9. I'm going to have to survey each site I am responsible for to help ensure my heat maps are correct in WCS or at least as accurate as I can make them.

10. As you can tell I learned a lot from CUWN and am trying to implement what I learned into my own network.

11. I had to rebuild my Wireless DMZ to fix an issue I learned about in class. Did that as "Step 1" and now I have to complete the other piece of the equation.

12. I bought more gear for my own Wireless Lab. The idea is to have an autonomous lab with WDS and the WLSE and then have the LWAPP Lab with A/B/G/N with the WCS and all my various controllers. Seems mostly everything I need is in the 4000/4100's but I'm probably going to buy the 2106 to support "N" and support that AP-1252 I bought. I have my 1131's and 1242. I've got the older Airespace 1200/1250s for indoor/outdoor use and they are what I'm using to get me faster at the CLI.

I gotta run through the book one more time for a final review and get to the testing center I might be able to wrap this up. Of course, trying to juggle everything and competing priorities (work is my personal biggest challenge) is always going to be the story of my life.

Let's see I can tell that studying for the CWNA has made a tremendous impact on my ability to successfully deliver my own wireless projects and probably has saved the company several tens of thousands of dollars in consulting fees just for a project like the one I have been working on since I started studying for the CWNA.

I can further tell you that as a result of studying for the CWNA I now understand the technology, the language, the implications, and where the fast-paced wireless industry is going and where it has been. This is huge!!!!

A. It allows me to mix and max various generations of gear for my own personal use and interoperability between various vendors if/when needed.

B. When implementing any vendor's equipment, in this case Cisco, and in classes, I have a much stronger leg to stand on since I have the assurance and confidence that I have a more solid depth of understanding required to deliver a better product properly.

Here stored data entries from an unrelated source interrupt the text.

//! `route_sim` — Scene generation and playback: hazard placement, scene
//! building, artifact I/O, offline validation, tick-driven playback.

pub mod hazards;
pub mod playback;
pub mod replay;
pub mod scenario;
pub mod validate;

pub use hazards::HazardPlacer;
pub use playback::{Playback, PlaybackConfig, PlaybackFrame, PlaybackSummary, WarningEvent};
pub use replay::{load_scene, save_scene};
pub use scenario::{build_scene, generate_from_markup, GeneratedScene, SceneConfig};
pub use validate::{validate_dataset, ValidationReport};
//! Scene: the immutable product of one generation run, and its portable
//! dataset form consumed by any playback runtime.

use crate::{
    cursor::PlaybackCursor,
    error::{Result, RouteError},
    geodesy::path_length_m,
    proximity::ProximityRule,
    timing::total_duration_s,
    types::{GeoCoordinate, Route},
};
use serde::{Deserialize, Serialize};

// ---------------------------------------------------------------------------
// Scene
// ---------------------------------------------------------------------------

/// Resampled route, hazard sites, timing and warning configuration.
///
/// Hazards are identified by route index; their coordinates are derived.
#[derive(Clone, Debug, PartialEq, Serialize)]
pub struct Scene {
    route: Route,
    hazard_indices: Vec<usize>,
    segment_durations: Vec<f64>,
    warning_distance_m: f64,
    speed_mps: f64,
    /// Seed the hazard sample was drawn with
    seed: u64,
}

impl Scene {
    /// Assemble a scene, checking every cross-field invariant.
    pub fn new(
        route: Route,
        hazard_indices: Vec<usize>,
        segment_durations: Vec<f64>,
        warning_distance_m: f64,
        speed_mps: f64,
        seed: u64,
    ) -> Result<Self> {
        check_durations(route.len(), &segment_durations)?;
        check_warning_distance(warning_distance_m)?;
        if !(speed_mps.is_finite() && speed_mps > 0.0) {
            return Err(RouteError::InvalidParameter {
                name: "speed_mps",
                value: speed_mps,
            });
        }
        if let Some(&bad) = hazard_indices.iter().find(|&&i| i >= route.len()) {
            return Err(RouteError::InvalidScene(format!(
                "hazard index {bad} outside route of {} points",
                route.len()
            )));
        }
        if hazard_indices.windows(2).any(|w| w[0] >= w[1]) {
            return Err(RouteError::InvalidScene(
                "hazard indices must be distinct and ascending".into(),
            ));
        }
        Ok(Self {
            route,
            hazard_indices,
            segment_durations,
            warning_distance_m,
            speed_mps,
            seed,
        })
    }

    pub fn route(&self) -> &Route {
        &self.route
    }

    pub fn hazard_indices(&self) -> &[usize] {
        &self.hazard_indices
    }

    /// Hazard coordinates, in hazard-index order.
    pub fn hazards(&self) -> Vec<GeoCoordinate> {
        self.hazard_indices
            .iter()
            .map(|&i| self.route.points()[i])
            .collect()
    }

    pub fn segment_durations(&self) -> &[f64] {
        &self.segment_durations
    }

    pub fn warning_distance_m(&self) -> f64 {
        self.warning_distance_m
    }

    pub fn speed_mps(&self) -> f64 {
        self.speed_mps
    }

    pub fn seed(&self) -> u64 {
        self.seed
    }

    pub fn total_length_m(&self) -> f64 {
        path_length_m(self.route.points())
    }

    pub fn total_duration_s(&self) -> f64 {
        total_duration_s(&self.segment_durations)
    }

    /// The four-field export consumed by playback runtimes.
    pub fn dataset(&self) -> SceneDataset {
        SceneDataset {
            route: self.route.points().to_vec(),
            hazards: self.hazards(),
            segment_durations: self.segment_durations.clone(),
            warning_distance: self.warning_distance_m,
        }
    }
}

// ---------------------------------------------------------------------------
// SceneDataset
// ---------------------------------------------------------------------------

/// Portable scene export. These four fields are the whole contract between
/// generation and any renderer or playback loop.
#[derive(Clone, Debug, PartialEq, Serialize, Deserialize)]
#[serde(rename_all = "camelCase")]
pub struct SceneDataset {
    /// `[latitude, longitude]` pairs
    pub route: Vec<GeoCoordinate>,
    pub hazards: Vec<GeoCoordinate>,
    /// Seconds per segment; `route.len() - 1` entries
    pub segment_durations: Vec<f64>,
    /// Meters
    pub warning_distance: f64,
}

impl SceneDataset {
    /// Check the invariants a loaded dataset must satisfy before playback.
    pub fn validate(&self) -> Result<()> {
        if self.route.len() < 2 {
            return Err(RouteError::RouteTooShort {
                found: self.route.len(),
            });
        }
        if let Some(bad) = self.route.iter().chain(&self.hazards).find(|c| !c.is_valid()) {
            return Err(RouteError::CoordinateOutOfRange {
                latitude: bad.latitude,
                longitude: bad.longitude,
            });
        }
        check_durations(self.route.len(), &self.segment_durations)?;
        check_warning_distance(self.warning_distance)
    }

    pub fn proximity_rule(&self) -> ProximityRule {
        ProximityRule::new(self.warning_distance)
    }

    /// Fresh cursor at the start of the route.
    pub fn cursor(&self) -> PlaybackCursor<'_> {
        PlaybackCursor::new(&self.route, &self.segment_durations)
    }

    pub fn total_length_m(&self) -> f64 {
        path_length_m(&self.route)
    }

    pub fn total_duration_s(&self) -> f64 {
        total_duration_s(&self.segment_durations)
    }
}

fn check_durations(route_len: usize, durations: &[f64]) -> Result<()> {
    if durations.len() + 1 != route_len {
        return Err(RouteError::InvalidScene(format!(
            "{} segment durations for {route_len} route points",
            durations.len()
        )));
    }
    if let Some(bad) = durations.iter().find(|d| !(d.is_finite() && **d > 0.0)) {
        return Err(RouteError::InvalidScene(format!(
            "segment duration must be positive, got {bad}"
        )));
    }
    Ok(())
}

fn check_warning_distance(d: f64) -> Result<()> {
    if d.is_finite() && d >= 0.0 {
        Ok(())
    } else {
        Err(RouteError::InvalidParameter {
            name: "warning_distance_m",
            value: d,
        })
    }
}

#[cfg(test)]
mod tests {
    use super::*;
    use crate::timing::segment_durations;

    fn p(lat: f64, lon: f64) -> GeoCoordinate {
        GeoCoordinate::from_degrees(lat, lon)
    }

    fn route(n: usize) -> Route {
        Route::new((0..n).map(|i| p(0.0, i as f64 * 0.00005)).collect()).unwrap()
    }

    #[test]
    fn builds_valid_scene() {
        let r = route(20);
        let d = segment_durations(&r, 6.0).unwrap();
        let scene = Scene::new(r.clone(), vec![5, 9, 13], d, 80.0, 6.0, 42).unwrap();
        assert_eq!(scene.hazards(), vec![r.points()[5], r.points()[9], r.points()[13]]);
        assert_eq!(scene.segment_durations().len(), 19);
    }

    #[test]
    fn rejects_broken_invariants() {
        let r = route(10);
        let d = segment_durations(&r, 6.0).unwrap();

        let short = d[..8].to_vec();
        assert!(Scene::new(r.clone(), vec![], short, 80.0, 6.0, 0).is_err());

        let mut zero = d.clone();
        zero[3] = 0.0;
        assert!(Scene::new(r.clone(), vec![], zero, 80.0, 6.0, 0).is_err());

        assert!(Scene::new(r.clone(), vec![10], d.clone(), 80.0, 6.0, 0).is_err());
        assert!(Scene::new(r.clone(), vec![6, 6], d.clone(), 80.0, 6.0, 0).is_err());
        assert!(Scene::new(r.clone(), vec![7, 6], d.clone(), 80.0, 6.0, 0).is_err());
        assert!(Scene::new(r, vec![], d, -1.0, 6.0, 0).is_err());
    }

    #[test]
    fn dataset_uses_camel_case_contract() {
        let r = route(3);
        let d = segment_durations(&r, 6.0).unwrap();
        let scene = Scene::new(r, vec![1], d, 80.0, 6.0, 7).unwrap();
        let json = serde_json::to_value(scene.dataset()).unwrap();
        let obj = json.as_object().unwrap();
        let mut keys: Vec<_> = obj.keys().cloned().collect();
        keys.sort();
        assert_eq!(keys, ["hazards", "route", "segmentDurations", "warningDistance"]);
        assert_eq!(obj["route"][1], serde_json::json!([0.0, 0.00005]));
        assert_eq!(obj["hazards"][0], serde_json::json!([0.0, 0.00005]));
        assert_eq!(obj["warningDistance"], serde_json::json!(80.0));
    }

    #[test]
    fn dataset_validation() {
        let mut ds = SceneDataset {
            route: vec![p(0.0, 0.0), p(0.0, 0.001)],
            hazards: vec![],
            segment_durations: vec![18.5],
            warning_distance: 80.0,
        };
        assert!(ds.validate().is_ok());
        ds.segment_durations.push(1.0);
        assert!(ds.validate().is_err());
        ds.route.truncate(1);
        assert_eq!(ds.validate(), Err(RouteError::RouteTooShort { found: 1 }));
    }

    #[test]
    fn dataset_rejects_out_of_range_coordinates() {
        let mut ds = SceneDataset {
            route: vec![p(0.0, 0.0), p(0.0, 0.001)],
            hazards: vec![p(95.0, 0.0)],
            segment_durations: vec![18.5],
            warning_distance: 80.0,
        };
        assert_eq!(
            ds.validate(),
            Err(RouteError::CoordinateOutOfRange {
                latitude: 95.0,
                longitude: 0.0
            })
        );
        ds.hazards.clear();
        ds.route[1] = p(0.0, 181.0);
        assert!(matches!(ds.validate(), Err(RouteError::CoordinateOutOfRange { .. })));
    }
}
//! Coordinate extraction from KML route markup.
//!
//! # Recognised encodings
//! - `<gx:coord>lon lat [alt]</gx:coord>`: one point per element, whitespace
//!   separated. Tried first.
//! - `<coordinates>lon,lat[,alt] lon,lat[,alt] …</coordinates>`: many comma
//!   tokens per block, separated by whitespace. Used only when the first
//!   encoding produced nothing.
//!
//! Both encodings put longitude first; points are stored latitude first.
//! Malformed or out-of-range tokens are skipped and counted, never fatal.

use crate::{
    error::{Result, RouteError},
    types::GeoCoordinate,
};
use regex::Regex;
use std::sync::OnceLock;

/// Which markup encoding the coordinates came from.
#[derive(Clone, Copy, Debug, PartialEq, Eq)]
pub enum CoordinateEncoding {
    GxCoord,
    Coordinates,
}

/// Output of a successful extraction.
#[derive(Clone, Debug, PartialEq)]
pub struct Extraction {
    /// Points in document order, duplicates preserved
    pub coordinates: Vec<GeoCoordinate>,
    /// Tokens that looked like coordinates but could not be used
    pub skipped: usize,
    pub encoding: CoordinateEncoding,
}

fn gx_coord_re() -> &'static Regex {
    static RE: OnceLock<Regex> = OnceLock::new();
    RE.get_or_init(|| Regex::new(r"(?s)<gx:coord>(.*?)</gx:coord>").expect("valid regex"))
}

fn coordinates_re() -> &'static Regex {
    static RE: OnceLock<Regex> = OnceLock::new();
    RE.get_or_init(|| Regex::new(r"(?s)<coordinates>(.*?)</coordinates>").expect("valid regex"))
}

/// Extract an ordered coordinate list from route markup.
///
/// Fails with [`RouteError::EmptyRoute`] when neither encoding yields a
/// usable point.
pub fn extract_coordinates(text: &str) -> Result<Extraction> {
    let mut skipped = 0;

    let mut coordinates = Vec::new();
    for cap in gx_coord_re().captures_iter(text) {
        let parts: Vec<&str> = cap[1].split_whitespace().collect();
        match parse_lon_lat(&parts) {
            Some(c) => coordinates.push(c),
            None => skipped += 1,
        }
    }
    if !coordinates.is_empty() {
        return Ok(finish(coordinates, skipped, CoordinateEncoding::GxCoord));
    }

    for cap in coordinates_re().captures_iter(text) {
        for token in cap[1].split_whitespace() {
            let parts: Vec<&str> = token.split(',').collect();
            match parse_lon_lat(&parts) {
                Some(c) => coordinates.push(c),
                None => skipped += 1,
            }
        }
    }
    if coordinates.is_empty() {
        tracing::debug!(skipped, "no usable coordinates in markup");
        return Err(RouteError::EmptyRoute);
    }
    Ok(finish(coordinates, skipped, CoordinateEncoding::Coordinates))
}

fn finish(coordinates: Vec<GeoCoordinate>, skipped: usize, encoding: CoordinateEncoding) -> Extraction {
    tracing::debug!(
        count = coordinates.len(),
        skipped,
        ?encoding,
        "extracted route coordinates"
    );
    Extraction {
        coordinates,
        skipped,
        encoding,
    }
}

/// `[lon, lat, (alt)…]` → latitude-first coordinate. Altitude is ignored.
fn parse_lon_lat(parts: &[&str]) -> Option<GeoCoordinate> {
    if parts.len() < 2 {
        return None;
    }
    let lon: f64 = parts[0].trim().parse().ok()?;
    let lat: f64 = parts[1].trim().parse().ok()?;
    GeoCoordinate::new(lat, lon).ok()
}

C. I've been offered a decent-sized local project with over 1000 users on a campus network of several acres and it is also wireless. I have been asked to audit the site and part of that audit includes a Wireless Survey of the network. Kewl! I have to admit, it's not my first wireless survey, I've been doing wireless since it was ad hoc back in 2000/2001 with Netgear Wireless NICs and I've since had a lot of experience with Cisco over the past 7-8 years more or less on well over 50-60 campus networks or enterprise networks. So not much is new, except now I'm better trained, a lot better trained thanks to the CWNA, and I actually can make more informed decisions for the benefit of my client which equates to the old adage: faster, cheaper, better. I'm not just a Wireless guy, but also a Network Engineer of a certain level and so the client gets a lot of additional value and insight from my own matrix of skills. Previously I'd have felt more comfortable farming the Wireless Survey out. Today, I can't quite say that. I'm well armed with some of the best tools in the industry to perform the job and top of the list is the skills from the CWNA.

That's it for now.

Darby

http://wwww.darbyslogs.blogspot.com

Monday
Oct112010

Study Update 10.11.2010 

Wow!

Time flies if you let other things get between you and your certifications:

1. Family2. Job3. Life in general

Number 3 can be about anything else.

For me number three has been a lot of things all rolled into one but these things cannot be avoided and life will happen with or without us.

So where am I now?

1. Read the book in its entirety. 2. Maintain a few WLCs at work.3. Final stages of implementing 2 morw WLCs finally.4. Submitting a BoM for an outdoor Mesh Solution.5. Attending Cisco's CUWN by Global Knowledge tomorrow (Cisco Unified Wireless Networking)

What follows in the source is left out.